Data extracted from a collection
——

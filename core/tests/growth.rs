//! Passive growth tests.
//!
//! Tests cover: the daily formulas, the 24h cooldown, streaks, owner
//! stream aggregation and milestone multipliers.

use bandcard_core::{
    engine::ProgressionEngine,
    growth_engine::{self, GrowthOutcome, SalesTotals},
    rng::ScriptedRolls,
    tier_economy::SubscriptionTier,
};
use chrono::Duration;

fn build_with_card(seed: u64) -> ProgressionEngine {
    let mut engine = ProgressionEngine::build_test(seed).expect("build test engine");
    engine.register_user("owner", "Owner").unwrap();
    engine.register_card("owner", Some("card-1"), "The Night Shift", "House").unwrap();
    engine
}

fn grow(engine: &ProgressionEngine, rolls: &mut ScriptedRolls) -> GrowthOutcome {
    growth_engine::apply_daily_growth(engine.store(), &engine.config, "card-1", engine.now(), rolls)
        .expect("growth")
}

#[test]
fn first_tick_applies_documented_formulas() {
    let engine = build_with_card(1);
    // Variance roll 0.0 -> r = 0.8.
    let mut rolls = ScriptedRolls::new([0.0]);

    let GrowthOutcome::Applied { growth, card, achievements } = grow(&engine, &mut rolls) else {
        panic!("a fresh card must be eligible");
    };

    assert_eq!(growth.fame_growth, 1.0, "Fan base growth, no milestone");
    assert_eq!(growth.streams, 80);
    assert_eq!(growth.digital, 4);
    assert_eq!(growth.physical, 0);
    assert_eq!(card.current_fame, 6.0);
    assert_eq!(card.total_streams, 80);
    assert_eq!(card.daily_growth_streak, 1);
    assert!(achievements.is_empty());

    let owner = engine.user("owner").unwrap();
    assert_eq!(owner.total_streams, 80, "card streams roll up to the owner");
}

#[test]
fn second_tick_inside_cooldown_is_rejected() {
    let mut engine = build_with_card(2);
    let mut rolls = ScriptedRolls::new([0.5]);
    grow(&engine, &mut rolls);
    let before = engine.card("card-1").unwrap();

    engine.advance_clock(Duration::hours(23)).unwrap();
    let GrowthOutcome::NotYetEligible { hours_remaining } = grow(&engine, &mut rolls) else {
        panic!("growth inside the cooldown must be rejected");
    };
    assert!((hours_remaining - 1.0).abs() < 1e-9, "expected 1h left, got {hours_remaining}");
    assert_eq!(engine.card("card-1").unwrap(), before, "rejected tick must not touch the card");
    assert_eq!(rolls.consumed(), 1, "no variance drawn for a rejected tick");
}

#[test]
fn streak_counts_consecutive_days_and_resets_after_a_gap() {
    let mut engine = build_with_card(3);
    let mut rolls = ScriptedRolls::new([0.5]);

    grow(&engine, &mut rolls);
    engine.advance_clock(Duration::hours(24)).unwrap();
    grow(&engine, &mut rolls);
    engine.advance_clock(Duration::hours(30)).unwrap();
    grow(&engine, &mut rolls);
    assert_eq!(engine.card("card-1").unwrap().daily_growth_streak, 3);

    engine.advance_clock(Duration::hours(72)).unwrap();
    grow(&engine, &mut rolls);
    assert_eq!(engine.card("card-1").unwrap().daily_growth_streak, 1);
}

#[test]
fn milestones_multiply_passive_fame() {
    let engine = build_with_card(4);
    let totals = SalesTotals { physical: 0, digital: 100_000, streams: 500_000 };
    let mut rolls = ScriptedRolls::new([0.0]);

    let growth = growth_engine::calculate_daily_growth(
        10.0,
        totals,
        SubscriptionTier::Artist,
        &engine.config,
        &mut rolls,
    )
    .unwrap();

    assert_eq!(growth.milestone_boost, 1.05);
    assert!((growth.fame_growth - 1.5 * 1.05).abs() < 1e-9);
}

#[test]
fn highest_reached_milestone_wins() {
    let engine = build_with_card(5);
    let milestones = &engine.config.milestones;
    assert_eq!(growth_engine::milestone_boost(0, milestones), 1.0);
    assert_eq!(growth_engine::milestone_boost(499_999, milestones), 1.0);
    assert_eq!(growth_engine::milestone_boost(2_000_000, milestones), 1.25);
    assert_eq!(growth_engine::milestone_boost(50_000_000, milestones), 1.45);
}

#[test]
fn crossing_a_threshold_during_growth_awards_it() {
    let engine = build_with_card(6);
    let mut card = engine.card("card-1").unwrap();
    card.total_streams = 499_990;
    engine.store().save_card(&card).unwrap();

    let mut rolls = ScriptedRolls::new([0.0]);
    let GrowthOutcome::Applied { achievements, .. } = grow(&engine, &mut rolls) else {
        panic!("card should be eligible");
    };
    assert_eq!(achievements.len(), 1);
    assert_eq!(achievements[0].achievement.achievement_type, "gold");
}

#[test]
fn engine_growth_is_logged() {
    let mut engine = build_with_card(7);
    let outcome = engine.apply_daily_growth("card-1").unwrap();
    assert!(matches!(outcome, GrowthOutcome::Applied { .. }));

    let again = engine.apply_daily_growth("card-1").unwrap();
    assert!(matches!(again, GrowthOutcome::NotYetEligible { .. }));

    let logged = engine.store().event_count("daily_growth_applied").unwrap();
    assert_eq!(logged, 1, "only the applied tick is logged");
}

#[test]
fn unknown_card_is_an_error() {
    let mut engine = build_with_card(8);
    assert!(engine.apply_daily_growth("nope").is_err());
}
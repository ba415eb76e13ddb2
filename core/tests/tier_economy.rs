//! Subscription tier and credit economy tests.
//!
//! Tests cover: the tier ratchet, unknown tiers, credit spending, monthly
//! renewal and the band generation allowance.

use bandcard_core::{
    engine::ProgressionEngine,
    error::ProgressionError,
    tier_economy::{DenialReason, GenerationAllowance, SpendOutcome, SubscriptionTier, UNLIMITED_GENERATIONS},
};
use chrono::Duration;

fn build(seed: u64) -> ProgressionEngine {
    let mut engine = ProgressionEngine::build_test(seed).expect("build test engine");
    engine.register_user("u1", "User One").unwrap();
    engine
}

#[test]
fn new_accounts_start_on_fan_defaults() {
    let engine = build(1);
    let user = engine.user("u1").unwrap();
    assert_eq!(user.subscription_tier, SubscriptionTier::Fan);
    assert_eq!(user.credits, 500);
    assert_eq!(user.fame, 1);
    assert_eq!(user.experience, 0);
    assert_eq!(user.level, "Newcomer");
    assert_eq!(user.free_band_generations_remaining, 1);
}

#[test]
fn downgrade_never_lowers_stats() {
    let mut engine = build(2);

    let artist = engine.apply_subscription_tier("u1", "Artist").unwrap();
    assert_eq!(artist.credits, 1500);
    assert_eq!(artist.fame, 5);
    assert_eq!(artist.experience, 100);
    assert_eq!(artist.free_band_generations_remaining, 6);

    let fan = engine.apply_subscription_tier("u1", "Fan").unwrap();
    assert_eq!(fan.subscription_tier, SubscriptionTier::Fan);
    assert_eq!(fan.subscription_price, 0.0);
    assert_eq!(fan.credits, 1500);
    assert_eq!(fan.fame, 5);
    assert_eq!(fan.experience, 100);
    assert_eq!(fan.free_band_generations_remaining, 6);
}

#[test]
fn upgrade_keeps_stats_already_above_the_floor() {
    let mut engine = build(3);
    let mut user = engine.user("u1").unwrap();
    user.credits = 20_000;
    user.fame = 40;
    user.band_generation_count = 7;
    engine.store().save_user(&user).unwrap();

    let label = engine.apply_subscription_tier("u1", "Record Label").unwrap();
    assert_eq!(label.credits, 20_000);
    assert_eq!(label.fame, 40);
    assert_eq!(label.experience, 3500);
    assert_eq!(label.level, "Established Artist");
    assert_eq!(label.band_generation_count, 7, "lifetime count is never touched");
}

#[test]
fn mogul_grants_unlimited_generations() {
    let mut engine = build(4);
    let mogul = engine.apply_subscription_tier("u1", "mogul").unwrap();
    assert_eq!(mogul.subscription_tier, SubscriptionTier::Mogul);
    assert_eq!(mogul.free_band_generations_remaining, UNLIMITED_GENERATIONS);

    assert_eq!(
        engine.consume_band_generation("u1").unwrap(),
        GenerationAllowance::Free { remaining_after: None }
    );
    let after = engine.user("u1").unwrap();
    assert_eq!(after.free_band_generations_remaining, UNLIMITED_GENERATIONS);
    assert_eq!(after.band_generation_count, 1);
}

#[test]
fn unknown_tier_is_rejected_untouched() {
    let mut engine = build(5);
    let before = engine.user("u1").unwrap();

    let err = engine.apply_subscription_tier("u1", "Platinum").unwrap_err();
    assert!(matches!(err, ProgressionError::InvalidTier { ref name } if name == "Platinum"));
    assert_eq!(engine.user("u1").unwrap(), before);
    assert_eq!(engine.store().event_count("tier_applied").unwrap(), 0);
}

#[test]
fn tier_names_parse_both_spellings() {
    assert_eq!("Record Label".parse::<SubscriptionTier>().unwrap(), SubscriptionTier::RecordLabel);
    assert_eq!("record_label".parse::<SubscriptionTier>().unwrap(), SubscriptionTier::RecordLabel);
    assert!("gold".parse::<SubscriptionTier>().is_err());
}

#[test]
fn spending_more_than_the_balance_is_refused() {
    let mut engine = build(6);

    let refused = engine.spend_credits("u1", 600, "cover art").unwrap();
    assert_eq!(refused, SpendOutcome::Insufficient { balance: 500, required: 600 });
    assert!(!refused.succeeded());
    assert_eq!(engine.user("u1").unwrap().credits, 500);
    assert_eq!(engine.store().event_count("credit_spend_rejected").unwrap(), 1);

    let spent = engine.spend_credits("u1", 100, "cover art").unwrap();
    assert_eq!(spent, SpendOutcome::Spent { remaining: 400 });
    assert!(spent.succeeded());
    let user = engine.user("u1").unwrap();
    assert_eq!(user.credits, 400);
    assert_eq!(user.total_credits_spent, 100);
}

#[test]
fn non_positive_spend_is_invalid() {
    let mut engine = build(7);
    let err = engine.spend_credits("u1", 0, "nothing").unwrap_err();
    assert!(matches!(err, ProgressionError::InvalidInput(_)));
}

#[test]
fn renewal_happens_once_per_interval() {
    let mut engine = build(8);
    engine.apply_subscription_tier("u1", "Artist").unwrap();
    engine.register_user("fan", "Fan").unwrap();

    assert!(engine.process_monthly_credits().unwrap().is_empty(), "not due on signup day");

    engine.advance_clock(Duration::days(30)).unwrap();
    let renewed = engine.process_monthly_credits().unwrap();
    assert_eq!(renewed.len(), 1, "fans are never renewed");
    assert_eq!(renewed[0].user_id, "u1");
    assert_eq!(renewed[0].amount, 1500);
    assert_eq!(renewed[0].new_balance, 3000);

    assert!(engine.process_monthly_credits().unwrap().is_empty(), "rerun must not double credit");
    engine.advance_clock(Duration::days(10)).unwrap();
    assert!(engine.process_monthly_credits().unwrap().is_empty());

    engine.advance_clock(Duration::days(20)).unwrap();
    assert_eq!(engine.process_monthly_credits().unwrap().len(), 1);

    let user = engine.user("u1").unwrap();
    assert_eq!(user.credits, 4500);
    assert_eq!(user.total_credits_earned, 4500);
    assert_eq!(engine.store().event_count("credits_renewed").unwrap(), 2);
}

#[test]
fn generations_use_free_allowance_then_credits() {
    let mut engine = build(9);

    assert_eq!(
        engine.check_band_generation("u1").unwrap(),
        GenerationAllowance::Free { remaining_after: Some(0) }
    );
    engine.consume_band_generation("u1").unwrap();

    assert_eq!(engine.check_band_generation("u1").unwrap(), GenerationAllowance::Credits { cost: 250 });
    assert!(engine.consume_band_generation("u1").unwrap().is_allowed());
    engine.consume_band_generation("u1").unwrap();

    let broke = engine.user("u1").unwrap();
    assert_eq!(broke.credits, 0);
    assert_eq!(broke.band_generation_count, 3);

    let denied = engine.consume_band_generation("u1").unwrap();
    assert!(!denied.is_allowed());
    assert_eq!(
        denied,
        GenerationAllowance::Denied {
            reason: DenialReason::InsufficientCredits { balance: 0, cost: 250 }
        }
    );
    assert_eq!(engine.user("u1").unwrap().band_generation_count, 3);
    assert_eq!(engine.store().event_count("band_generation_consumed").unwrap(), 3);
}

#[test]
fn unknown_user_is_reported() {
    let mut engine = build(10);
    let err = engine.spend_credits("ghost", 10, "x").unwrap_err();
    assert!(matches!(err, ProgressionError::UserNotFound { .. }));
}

——

Repeat exactly, please, each line from the beginning of the data through the line with "let mut engine = build_with_card(2);" in it, and only those lines.

filename core/tests/growth.rs
//! Passive growth tests.
//!
//! Tests cover: the daily formulas, the 24h cooldown, streaks, owner
//! stream aggregation and milestone multipliers.

use bandcard_core::{
    engine::ProgressionEngine,
    growth_engine::{self, GrowthOutcome, SalesTotals},
    rng::ScriptedRolls,
    tier_economy::SubscriptionTier,
};
use chrono::Duration;

fn build_with_card(seed: u64) -> ProgressionEngine {
    let mut engine = ProgressionEngine::build_test(seed).expect("build test engine");
    engine.register_user("owner", "Owner").unwrap();
    engine.register_card("owner", Some("card-1"), "The Night Shift", "House").unwrap();
    engine
}

fn grow(engine: &ProgressionEngine, rolls: &mut ScriptedRolls) -> GrowthOutcome {
    growth_engine::apply_daily_growth(engine.store(), &engine.config, "card-1", engine.now(), rolls)
        .expect("growth")
}

#[test]
fn first_tick_applies_documented_formulas() {
    let engine = build_with_card(1);
    // Variance roll 0.0 -> r = 0.8.
    let mut rolls = ScriptedRolls::new([0.0]);

    let GrowthOutcome::Applied { growth, card, achievements } = grow(&engine, &mut rolls) else {
        panic!("a fresh card must be eligible");
    };

    assert_eq!(growth.fame_growth, 1.0, "Fan base growth, no milestone");
    assert_eq!(growth.streams, 80);
    assert_eq!(growth.digital, 4);
    assert_eq!(growth.physical, 0);
    assert_eq!(card.current_fame, 6.0);
    assert_eq!(card.total_streams, 80);
    assert_eq!(card.daily_growth_streak, 1);
    assert!(achievements.is_empty());

    let owner = engine.user("owner").unwrap();
    assert_eq!(owner.total_streams, 80, "card streams roll up to the owner");
}

#[test]
fn second_tick_inside_cooldown_is_rejected() {
    let mut engine = build_with_card(2);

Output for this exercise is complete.